Directions for this task
The lines below starting at the line containing "the page bounds." and ending at the line containing "vertical axis is" are to be repeated exactly, with both ends kept and nothing else added.

======== Available records

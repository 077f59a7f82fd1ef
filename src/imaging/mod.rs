//! Sheet rendering in pure Rust, with no system libraries.
//!
//! | Operation | Crate / function |
//! |---|---|
//! | **Identify** | `image::image_dimensions` |
//! | **Recolour + crop** | alpha blend, `resize` + centre crop |
//! | **Raster sheet** | `imageops::overlay` → PNG / JPEG |
//! | **Document sheet** | `pdf-writer` image XObject drawn per cell |
//!
//! The module is split into:
//! - **Calculations**: Pure functions for fill/crop/rounding math (unit testable)
//! - **Parameters**: Data structures describing a sheet to render
//! - **Backend**: [`SheetBackend`] trait + [`RustBackend`]
//! - **Operations**: High-level functions combining an arrangement + backend

pub mod backend;
mod calculations;
pub mod operations;
mod params;
pub mod rust_backend;

pub use backend::{BackendError, Dimensions, SheetBackend};
pub use calculations::calculate_fill_dimensions;
pub use operations::{ExportError, ExportSettings, SheetFormat, export_sheet};
pub use params::{Color, ColorError, Quality};
pub use rust_backend::RustBackend;
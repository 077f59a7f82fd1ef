//! High-level sheet export.
//!
//! These functions combine an arrangement with backend execution: they map
//! cells into the backend's coordinate space, build parameters, and call the
//! backend. The output extension picks the path: `.pdf` goes through the
//! document mapper, everything else is composited as a raster.

use super::backend::{BackendError, SheetBackend};
use super::calculations::{pixel_extent, raster_position};
use super::params::{Color, DocumentSheetParams, Quality, RasterSheetParams};
use crate::arrangement::Arrangement;
use crate::export::document_rects;
use crate::pages::PageSizeDescriptor;
use log::{debug, info};
use std::path::Path;
use thiserror::Error;

#[derive(Error, Debug)]
pub enum ExportError {
    #[error(transparent)]
    Backend(#[from] BackendError),
    #[error("photo does not fit on page at this size")]
    NothingToPlace,
    #[error("unsupported output format '{0}' (use .png, .jpg or .pdf)")]
    UnsupportedFormat(String),
    #[error("source image {0} has no pixels")]
    EmptySource(String),
}

/// Result type for export operations.
pub type Result<T> = std::result::Result<T, ExportError>;

/// Output kinds, chosen by file extension.
#[derive(Debug, Clone, Copy, PartialEq, Eq)]
pub enum SheetFormat {
    Png,
    Jpeg,
    Pdf,
}

impl SheetFormat {
    pub fn from_path(path: &Path) -> Result<Self> {
        let ext = path
            .extension()
            .and_then(|e| e.to_str())
            .unwrap_or("")
            .to_lowercase();
        match ext.as_str() {
            "png" => Ok(SheetFormat::Png),
            "jpg" | "jpeg" => Ok(SheetFormat::Jpeg),
            "pdf" => Ok(SheetFormat::Pdf),
            _ => Err(ExportError::UnsupportedFormat(ext)),
        }
    }
}

/// Settings shared by both export paths.
#[derive(Debug, Clone)]
pub struct ExportSettings {
    pub background: Color,
    pub quality: Quality,
    pub sheets: u32,
}

impl Default for ExportSettings {
    fn default() -> Self {
        Self {
            background: Color::WHITE,
            quality: Quality::default(),
            sheets: 1,
        }
    }
}

/// Plan a raster sheet without executing it.
pub fn plan_raster_sheet(
    source: &Path,
    output: &Path,
    page: &PageSizeDescriptor,
    arrangement: &Arrangement,
    settings: &ExportSettings,
) -> Result<RasterSheetParams> {
    let first = arrangement.cells.first().ok_or(ExportError::NothingToPlace)?;

    Ok(RasterSheetParams {
        source: source.to_path_buf(),
        output: output.to_path_buf(),
        canvas_width: pixel_extent(page.pixel_size.width),
        canvas_height: pixel_extent(page.pixel_size.height),
        photo_width: pixel_extent(first.width),
        photo_height: pixel_extent(first.height),
        positions: arrangement.cells.iter().map(raster_position).collect(),
        background: settings.background,
        quality: settings.quality,
    })
}

/// Plan a document sheet without executing it.
///
/// The embedded raster keeps the preview pixel density, so the printed photo
/// has the same detail as the raster export.
pub fn plan_document_sheet(
    source: &Path,
    output: &Path,
    page: &PageSizeDescriptor,
    arrangement: &Arrangement,
    settings: &ExportSettings,
) -> Result<DocumentSheetParams> {
    let first = arrangement.cells.first().ok_or(ExportError::NothingToPlace)?;

    Ok(DocumentSheetParams {
        source: source.to_path_buf(),
        output: output.to_path_buf(),
        page_width: page.point_size.width,
        page_height: page.point_size.height,
        image_width: pixel_extent(first.width),
        image_height: pixel_extent(first.height),
        rects: document_rects(arrangement, page),
        background: settings.background,
        sheets: settings.sheets.max(1),
    })
}

/// Render `arrangement` of the photo at `source` into `output`.
///
/// Fails with [`ExportError::NothingToPlace`] for an empty arrangement
/// before touching the backend, and with [`ExportError::EmptySource`] when
/// the source has a zero side, before anything is rendered.
pub fn export_sheet(
    backend: &impl SheetBackend,
    source: &Path,
    output: &Path,
    page: &PageSizeDescriptor,
    arrangement: &Arrangement,
    settings: &ExportSettings,
) -> Result<SheetFormat> {
    let format = SheetFormat::from_path(output)?;
    if arrangement.is_empty() {
        return Err(ExportError::NothingToPlace);
    }

    let dims = backend.identify(source)?;
    if dims.width == 0 || dims.height == 0 {
        return Err(ExportError::EmptySource(source.display().to_string()));
    }
    debug!(
        "exporting {}x{} source {} as {:?} on {}",
        dims.width,
        dims.height,
        source.display(),
        format,
        page.name
    );

    match format {
        SheetFormat::Pdf => {
            let params = plan_document_sheet(source, output, page, arrangement, settings)?;
            backend.render_document(&params)?;
        }
        SheetFormat::Png | SheetFormat::Jpeg => {
            let params = plan_raster_sheet(source, output, page, arrangement, settings)?;
            backend.render_raster(&params)?;
        }
    }

    info!(
        "wrote {} copies on {} to {}",
        arrangement.cells.len(),
        page.name,
        output.display()
    );
    Ok(format)
}
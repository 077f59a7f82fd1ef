//! Shared test utilities for arrangement checks.
//!
//! Geometry assertions that every non-empty grid arrangement must satisfy,
//! used by the layout, export, and preview tests.
//!
//! # Usage
//!
//! ```rust
//! use crate::test_helpers::*;
//!
//! let page = a4();
//! let arr = compute_arrangement(&page, passport(), &Resolution::default());
//!
//! assert_contained(&arr, &page);
//! assert_no_overlap(&arr);
//! assert_centered(&arr, &page);
//! ```

use crate::arrangement::{Arrangement, PlacedPhoto};
use crate::pages::{PagePreset, PageRegistry, PageSizeDescriptor, PhysicalSize};
use crate::units::Resolution;

/// Slack for float comparisons, in pixels.
pub const EPS: f64 = 1e-6;

// =========================================================================
// Fixtures
// =========================================================================

pub fn a4() -> PageSizeDescriptor {
    PageRegistry::default().resolve(PagePreset::A4, &Resolution::default())
}

pub fn passport() -> PhysicalSize {
    PhysicalSize::new(35.0, 45.0)
}

// =========================================================================
// Assertions
// =========================================================================

/// Assert every cell lies within the page bounds.
pub fn assert_contained(arr: &Arrangement, page: &PageSizeDescriptor) {
    let w = page.pixel_size.width.get();
    let h = page.pixel_size.height.get();
    for (i, cell) in arr.cells.iter().enumerate() {
        assert!(
            cell.x.get() >= -EPS && cell.y.get() >= -EPS,
            "cell {i} starts outside {}: {cell:?}",
            page.name
        );
        assert!(
            cell.right().get() <= w + EPS && cell.bottom().get() <= h + EPS,
            "cell {i} ends outside {} ({w} x {h}): {cell:?}",
            page.name
        );
    }
}

fn overlaps(a: &PlacedPhoto, b: &PlacedPhoto) -> bool {
    a.x.get() < b.right().get() - EPS
        && b.x.get() < a.right().get() - EPS
        && a.y.get() < b.bottom().get() - EPS
        && b.y.get() < a.bottom().get() - EPS
}

/// Assert no two cells share interior area.
pub fn assert_no_overlap(arr: &Arrangement) {
    for (i, a) in arr.cells.iter().enumerate() {
        for (j, b) in arr.cells.iter().enumerate().skip(i + 1) {
            assert!(!overlaps(a, b), "cells {i} and {j} overlap: {a:?} / {b:?}");
        }
    }
}

/// Assert the bounding box of all cells is centred on the page.
pub fn assert_centered(arr: &Arrangement, page: &PageSizeDescriptor) {
    assert!(!arr.cells.is_empty(), "nothing to centre on {}", page.name);

    let left = arr.cells.iter().map(|c| c.x.get()).fold(f64::INFINITY, f64::min);
    let top = arr.cells.iter().map(|c| c.y.get()).fold(f64::INFINITY, f64::min);
    let right = arr.cells.iter().map(|c| c.right().get()).fold(f64::NEG_INFINITY, f64::max);
    let bottom = arr.cells.iter().map(|c| c.bottom().get()).fold(f64::NEG_INFINITY, f64::max);

    let margin_right = page.pixel_size.width.get() - right;
    let margin_bottom = page.pixel_size.height.get() - bottom;
    assert!(
        (left - margin_right).abs() < EPS,
        "horizontal margins differ on {}: {left} vs {margin_right}",
        page.name
    );
    assert!(
        (top - margin_bottom).abs() < EPS,
        "vertical margins differ on {}: {top} vs {margin_bottom}",
        page.name
    );
}
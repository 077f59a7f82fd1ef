//! Pixel space → document point space.
//!
//! Pixel cells have a top-left origin with y growing down. Document pages
//! (PDF) have a bottom-left origin with y growing up, so the vertical axis is
//! flipped here, per cell, at export time. The arrangement itself stays in
//! pixel space because the preview consumes it unflipped.

use crate::arrangement::{Arrangement, PlacedPhoto};
use crate::pages::PageSizeDescriptor;
use crate::units::Points;
use serde::{Deserialize, Serialize};

/// A rectangle on a document page: bottom-left corner and size, in points.
#[derive(Debug, Clone, Copy, PartialEq, Serialize, Deserialize)]
pub struct DocumentRect {
    pub x: Points,
    pub y: Points,
    pub width: Points,
    pub height: Points,
}

/// Map one pixel cell onto the page's point space.
pub fn to_document_rect(cell: &PlacedPhoto, page: &PageSizeDescriptor) -> DocumentRect {
    let px = &page.pixel_size;
    let pt = &page.point_size;

    DocumentRect {
        x: pt.width * (cell.x / px.width),
        y: pt.height - pt.height * (cell.bottom() / px.height),
        width: pt.width * (cell.width / px.width),
        height: pt.height * (cell.height / px.height),
    }
}

/// Inverse of [`to_document_rect`].
pub fn to_pixel_rect(rect: &DocumentRect, page: &PageSizeDescriptor) -> PlacedPhoto {
    let px = &page.pixel_size;
    let pt = &page.point_size;

    let height = px.height * (rect.height / pt.height);
    let top = px.height * ((pt.height - rect.y) / pt.height);
    PlacedPhoto {
        x: px.width * (rect.x / pt.width),
        y: top - height,
        width: px.width * (rect.width / pt.width),
        height,
    }
}

/// Every cell of `arrangement` in document space, same order.
pub fn document_rects(arrangement: &Arrangement, page: &PageSizeDescriptor) -> Vec<DocumentRect> {
    arrangement
        .cells
        .iter()
        .map(|cell| to_document_rect(cell, page))
        .collect()
}
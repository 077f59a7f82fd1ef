//! # idsheet
//!
//! Lays out copies of an ID photo on a printable sheet. Given a page and a
//! photo size in millimetres, it works out how many copies fit, where each
//! one goes, and renders the sheet as PNG, JPEG, or PDF.
//!
//! # Architecture: One Layout, Three Projections
//!
//! Every layout decision is made once, in pixel space, and then projected:
//!
//! ```text
//!              ┌─► export   pixel cells → PDF points (y flipped)
//! arrangement ─┼─► preview  pixel cells → fractions of the page
//!              └─► imaging  pixel cells → rounded raster positions
//! ```
//!
//! The layout core (`units`, `pages`, `arrangement`, `export`, `preview`) is
//! pure and infallible: same inputs, bit-identical outputs, no I/O. Only the
//! [`imaging`] backend touches files, and only [`config`] validates user input.
//!
//! # Module Map
//!
//! | Module | Role |
//! |--------|------|
//! | [`units`] | `Pixels` and `Points` newtypes, `Resolution`, millimetre conversion |
//! | [`pages`] | Page presets, the custom page, photo size presets |
//! | [`arrangement`] | Packing strategies and the arrangement calculator |
//! | [`export`] | Pixel cells to PDF-style bottom-left rectangles and back |
//! | [`preview`] | Normalized rectangles and the Maud HTML preview |
//! | [`imaging`] | Raster and PDF sheet rendering behind a backend trait |
//! | [`config`] | `config.toml` loading, merging, and validation |
//! | [`output`] | CLI output formatting |
//!
//! # Design Decisions
//!
//! ## Two Coordinate Spaces, Two Types
//!
//! Pixels (top-left origin, y down) and document points (bottom-left origin,
//! y up) are separate newtypes. Mixing them is a compile error; the only
//! crossings are [`export::to_document_rect`] and [`export::to_pixel_rect`].
//!
//! ## Resolution Is Passed In
//!
//! Screen and document DPI live in [`units::Resolution`], fixed for the run
//! (the CLI always uses the default 300/72) and handed to every conversion. Tests can run the whole layout at
//! 150 DPI without touching global state.
//!
//! ## Two Packing Strategies
//!
//! A 4×6 inch photo print gets a fixed 3-column layout with a small tier list
//! of row counts, because photo labs trim those sheets by hand. Everything
//! else is packed as a dense grid with proportional padding and spacing. See
//! [`arrangement::PackingStrategy`].

pub mod arrangement;
pub mod config;
pub mod export;
pub mod imaging;
pub mod output;
pub mod pages;
pub mod preview;
pub mod units;

#[cfg(test)]
pub(crate) mod test_helpers;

================

Task answer
/// Assert every cell lies within the page bounds.
pub fn assert_contained(arr: &Arrangement, page: &PageSizeDescriptor) {
    let w = page.pixel_size.width.get();
    let h = page.pixel_size.height.get();
    for (i, cell) in arr.cells.iter().enumerate() {
        assert!(
            cell.x.get() >= -EPS && cell.y.get() >= -EPS,
            "cell {i} starts outside {}: {cell:?}",
            page.name
        );
        assert!(
            cell.right().get() <= w + EPS && cell.bottom().get() <= h + EPS,
            "cell {i} ends outside {} ({w} x {h}): {cell:?}",
            page.name
        );
    }
}

fn overlaps(a: &PlacedPhoto, b: &PlacedPhoto) -> bool {
    a.x.get() < b.right().get() - EPS
        && b.x.get() < a.right().get() - EPS
        && a.y.get() < b.bottom().get() - EPS
        && b.y.get() < a.bottom().get() - EPS
}

/// Assert no two cells share interior area.
pub fn assert_no_overlap(arr: &Arrangement) {
    for (i, a) in arr.cells.iter().enumerate() {
        for (j, b) in arr.cells.iter().enumerate().skip(i + 1) {
            assert!(!overlaps(a, b), "cells {i} and {j} overlap: {a:?} / {b:?}");
        }
    }
}

/// Assert the bounding box of all cells is centred on the page.
pub fn assert_centered(arr: &Arrangement, page: &PageSizeDescriptor) {
    assert!(!arr.cells.is_empty(), "nothing to centre on {}", page.name);

    let left = arr.cells.iter().map(|c| c.x.get()).fold(f64::INFINITY, f64::min);
    let top = arr.cells.iter().map(|c| c.y.get()).fold(f64::INFINITY, f64::min);
    let right = arr.cells.iter().map(|c| c.right().get()).fold(f64::NEG_INFINITY, f64::max);
    let bottom = arr.cells.iter().map(|c| c.bottom().get()).fold(f64::NEG_INFINITY, f64::max);

    let margin_right = page.pixel_size.width.get() - right;
    let margin_bottom = page.pixel_size.height.get() - bottom;
    assert!(
        (left - margin_right).abs() < EPS,
        "horizontal margins differ on {}: {left} vs {margin_right}",
        page.name
    );
    assert!(
        (top - margin_bottom).abs() < EPS,
        "vertical margins differ on {}: {top} vs {margin_bottom}",
        page.name
    );
}
repository 077f59a7f82fd1ef
//! Pixel space → document point space.
//!
//! Pixel cells have a top-left origin with y growing down. Document pages
//! (PDF) have a bottom-left origin with y growing up, so the vertical axis is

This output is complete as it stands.